Anyway, last December I’ve been playing around with my new iPad 10.2 ″ (2020) and the Pencil to organize and plan a lot of things; from my own research projects to character sheets, events, and random-facts from my eternal project of Pokémon worldbuilding. When I stumbled upon the randomizers and the decompiled pokered I thought: Wouldn’t it be wonderful to have a randomizer that uses scripts to parse templates of the Pokémon / Trainer / Etc data structure and dump information from databases such as sprites, attacks, levels etc?
One thing led to another and I got hyper fixated in this idea for a couple of weeks. I do coding at work and have a broad grasp of how to conceive and organize coding, but I am not fluent enough at any useful language for this (Python?) to do this project. I have many ideas for it, though. The thing is, it shouldn’t be terribly difficult to implement this way to randomize the ROM thanks to how homogeneous and cohesive the pokered formats are. The main idea, roughly described, is:
- To generate a giant database with data in first generation format (pokered) of everything you want to use as Pokémon: sprites, types, statistics, leanest, movesets, various data … the key here is “whatever you want.” Nothing stops you from generating pseudopokémon using sprites from Digimon, YuGiOh, Telefang, Monster Rancher, fakémon, Moemon, creatures from other RPGs or video games … think of it as an automated version of inserting other creatures in the game. Other types of databases can be generated and used for trainer classes, sprites that they use, Pokémon that they use, …

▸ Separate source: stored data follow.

//! Date and time generators.

use chrono::{Datelike, Duration, NaiveDate};
use rand::Rng;

/// Generate a random date between January 1st of `today`'s year and `today`.
pub fn date_this_year<R: Rng>(rng: &mut R, today: NaiveDate) -> NaiveDate {
    let start = NaiveDate::from_ymd_opt(today.year(), 1, 1).unwrap_or(today);
    let span = (today - start).num_days();
    start + Duration::days(rng.gen_range(0..=span))
}

/// Generate a random date formatted as `YYYY-MM-DD`.
pub fn date_string<R: Rng>(rng: &mut R, today: NaiveDate) -> String {
    date_this_year(rng, today).format("%Y-%m-%d").to_string()
}

/// Generate a random time of day formatted as `HH:MM:SS`.
pub fn time_string<R: Rng>(rng: &mut R) -> String {
    let seconds: u32 = rng.gen_range(0..86_400);
    format!(
        "{:02}:{:02}:{:02}",
        seconds / 3600,
        (seconds / 60) % 60,
        seconds % 60
    )
}
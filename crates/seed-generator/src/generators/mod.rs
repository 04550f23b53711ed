//! Per-entity generators.
//!
//! Every generator is a pure function of the caller's RNG, the identifying
//! arguments it needs and, for the ones drawing dish names or dates, the
//! injected [`Catalog`](crate::Catalog). None of them performs I/O or fails.

pub mod fake_data;
pub mod location;
pub mod menu_item;
pub mod numeric;
pub mod order;
pub mod restaurant;
pub mod review;
pub mod timestamp;
pub mod user;

pub use location::geo_point;
pub use menu_item::menu_item;
pub use order::order;
pub use restaurant::restaurant;
pub use review::review;
pub use user::user;
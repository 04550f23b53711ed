//! Order generator.
//!
//! Line prices are sampled per line instead of being looked up from the
//! generated menu items, so an order's cost is independent of the menu.

use super::{numeric, timestamp};
use crate::Catalog;
use rand::seq::SliceRandom;
use rand::Rng;
use seed_core::{round_cents, Order, OrderLine, OrderStatus, OrderTotals};
use std::num::NonZeroU64;

/// Tip charged on the food subtotal.
pub const TIP_RATE: f64 = 0.10;

/// Generate one order.
///
/// `user_bound` and `restaurant_bound` are the inclusive upper bounds the
/// owner references are drawn from, uniformly and independently. Nothing
/// checks that a referenced id was actually generated.
pub fn order<R: Rng>(
    catalog: &Catalog,
    rng: &mut R,
    order_number: u64,
    user_bound: NonZeroU64,
    restaurant_bound: NonZeroU64,
) -> Order {
    let line_count = rng.gen_range(1..=5);
    let mut lines = Vec::with_capacity(line_count);
    let mut subtotal = 0.0;

    for _ in 0..line_count {
        let item_name = catalog.pick_dish(rng).to_string();
        let quantity: u32 = rng.gen_range(1..=3);
        let unit_price = numeric::money_range(rng, 5.0, 50.0);
        subtotal += unit_price * f64::from(quantity);
        lines.push(OrderLine {
            item_name,
            quantity,
        });
    }

    // Each amount is rounded on its own; total may be off by a cent.
    let tip = round_cents(subtotal * TIP_RATE);
    let shipping = numeric::money_range(rng, 2.0, 8.0);
    let total = round_cents(subtotal + tip + shipping);

    let date = timestamp::date_string(rng, catalog.today());
    let time = timestamp::time_string(rng);

    let user_id = rng.gen_range(1..=user_bound.get());
    let restaurant_id = rng.gen_range(1..=restaurant_bound.get());

    Order {
        user_id,
        restaurant_id,
        order_number,
        lines,
        totals: OrderTotals {
            tip,
            shipping,
            food: round_cents(subtotal),
            total,
        },
        date,
        time,
        status: *OrderStatus::ALL.choose(rng).unwrap_or(&OrderStatus::Completed),
    }
}

#[cfg(test)]
mod tests {
    use super::*;
    use chrono::NaiveDate;
    use rand::rngs::StdRng;
    use rand::SeedableRng;

    const CENT: f64 = 0.01 + 1e-9;

    fn bound(n: u64) -> NonZeroU64 {
        NonZeroU64::new(n).unwrap()
    }

    fn catalog() -> Catalog {
        Catalog::new(NaiveDate::from_ymd_opt(2026, 10, 16).unwrap())
    }

    #[test]
    fn test_order_lines() {
        let catalog = catalog();
        let mut rng = StdRng::seed_from_u64(42);

        for n in 1..=200 {
            let o = order(&catalog, &mut rng, n, bound(15), bound(4));
            assert_eq!(o.order_number, n);
            assert!((1..=5).contains(&o.lines.len()));
            for line in &o.lines {
                assert!((1..=3).contains(&line.quantity));
                assert!(catalog.dish_names().contains(&line.item_name));
            }
        }
    }

    #[test]
    fn test_order_totals_consistent() {
        let catalog = catalog();
        let mut rng = StdRng::seed_from_u64(42);

        for n in 1..=500 {
            let t = order(&catalog, &mut rng, n, bound(10), bound(10)).totals;

            assert!((t.tip - round_cents(t.food * TIP_RATE)).abs() <= CENT);
            assert!((t.total - round_cents(t.food + t.tip + t.shipping)).abs() <= CENT);
            assert!((2.0..=8.0).contains(&t.shipping));
            // Smallest order: one line, one unit at 5.00; largest: 5 lines of 3 at 50.00.
            assert!((5.0..=750.0).contains(&t.food));
            for amount in [t.tip, t.shipping, t.food, t.total] {
                assert_eq!(round_cents(amount), amount);
            }
        }
    }

    #[test]
    fn test_owner_references_within_bounds() {
        let catalog = catalog();
        let mut rng = StdRng::seed_from_u64(42);

        for n in 1..=300 {
            let o = order(&catalog, &mut rng, n, bound(5), bound(3));
            assert!((1..=5).contains(&o.user_id));
            assert!((1..=3).contains(&o.restaurant_id));
        }
    }

    #[test]
    fn test_single_owner_bound() {
        let catalog = catalog();
        let mut rng = StdRng::seed_from_u64(1);

        let o = order(&catalog, &mut rng, 1, bound(1), bound(1));
        assert_eq!(o.user_id, 1);
        assert_eq!(o.restaurant_id, 1);
    }
}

- To have a system of scripts that allow to do a supervised randomization, respecting the user specifications/choices to ensure a consistent experience. The clearest example I can think of is keeping a reasonable ration of Pokémon from each type, ensuring that they learn moves of their newly-assigned types, or that they do not evolve on absurd levels. Or for example, to ensure that there are a limited number of legendaries in specific locations. The potential of this is, everything can be switched on/off or customized with user input, increasing the possibilities even more.
- For these scripts to use the data from step 1 to create a unique pool of Pokémon each time, allowing randomizing their types, levels (and evolution methods), location, etc. The same applies to ideas like trainer classes.

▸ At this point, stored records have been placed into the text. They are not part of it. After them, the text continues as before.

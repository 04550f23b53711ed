//! Immutable generation context shared by every generator.

use chrono::{Local, NaiveDate};
use rand::seq::SliceRandom;
use rand::Rng;
use seed_core::DISH_NAMES;

/// Error type for catalog construction.
#[derive(Debug, thiserror::Error)]
pub enum CatalogError {
    /// A catalog needs at least one dish name to draw titles from.
    #[error("Dish vocabulary is empty")]
    EmptyVocabulary,
}

/// Vocabulary and reference date handed to the generators.
///
/// "Current year" dates are drawn between January 1st of `today`'s year and
/// `today` itself, so pinning `today` makes date generation reproducible.
#[derive(Debug, Clone)]
pub struct Catalog {
    dish_names: Vec<String>,
    today: NaiveDate,
}

impl Catalog {
    /// Catalog with the built-in dish vocabulary and the given reference date.
    pub fn new(today: NaiveDate) -> Self {
        Self {
            dish_names: DISH_NAMES.iter().map(|name| name.to_string()).collect(),
            today,
        }
    }

    /// Catalog with the built-in dish vocabulary, dated today (local time).
    pub fn current() -> Self {
        Self::new(Local::now().date_naive())
    }

    /// Catalog with a custom dish vocabulary.
    pub fn with_dish_names<I, S>(dish_names: I, today: NaiveDate) -> Result<Self, CatalogError>
    where
        I: IntoIterator<Item = S>,
        S: Into<String>,
    {
        let dish_names: Vec<String> = dish_names.into_iter().map(Into::into).collect();
        if dish_names.is_empty() {
            return Err(CatalogError::EmptyVocabulary);
        }
        Ok(Self { dish_names, today })
    }

    pub fn dish_names(&self) -> &[String] {
        &self.dish_names
    }

    pub fn today(&self) -> NaiveDate {
        self.today
    }

    /// Pick a dish name uniformly at random.
    pub fn pick_dish<R: Rng>(&self, rng: &mut R) -> &str {
        // Never empty: both constructors guarantee at least one name.
        self.dish_names
            .choose(rng)
            .map(String::as_str)
            .unwrap_or_default()
    }
}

Something key here comes into play in video games and experiences of this type: the user-generated narratives to fill in the blank spaces, inconsistencies or incongruences due to technical limitations. I.e., think about how we all did it when we got immersed in the games in a 2 inch screen as kids. Another similar example to this is the memes of Nuzlockes and all the runs that people do using random ROMs. But so far there is nothing new my idea. Sanqui’s randomizer already does a lot of these things on a smaller scale, like inserting Pokémon from other generations. The potential of the idea lies in extending supervised randomization to other layers of the game generation, such as city maps, routes and caves, and to the dialogues and the ‘screenwriting’. The text part is easier than the maps, of course. But I think we’re getting to a point where technology and enthusiasm will soon converge and make possible to randomize maps (think about the possibilities with properly-trained machine learning algorithms…).
The good thing about all this? I already wrote part of the pseudocode and decisions to generate the pooler of the Pokémon, and how to handle their data. The problem? I don’t have time and I know myself, and I end up burnt out. So I leave the pseudocode here, handwritten in a GoodNotes PDF file, so at least someone may have a starting point if they decided to go for a similar idea (or to continue with this one).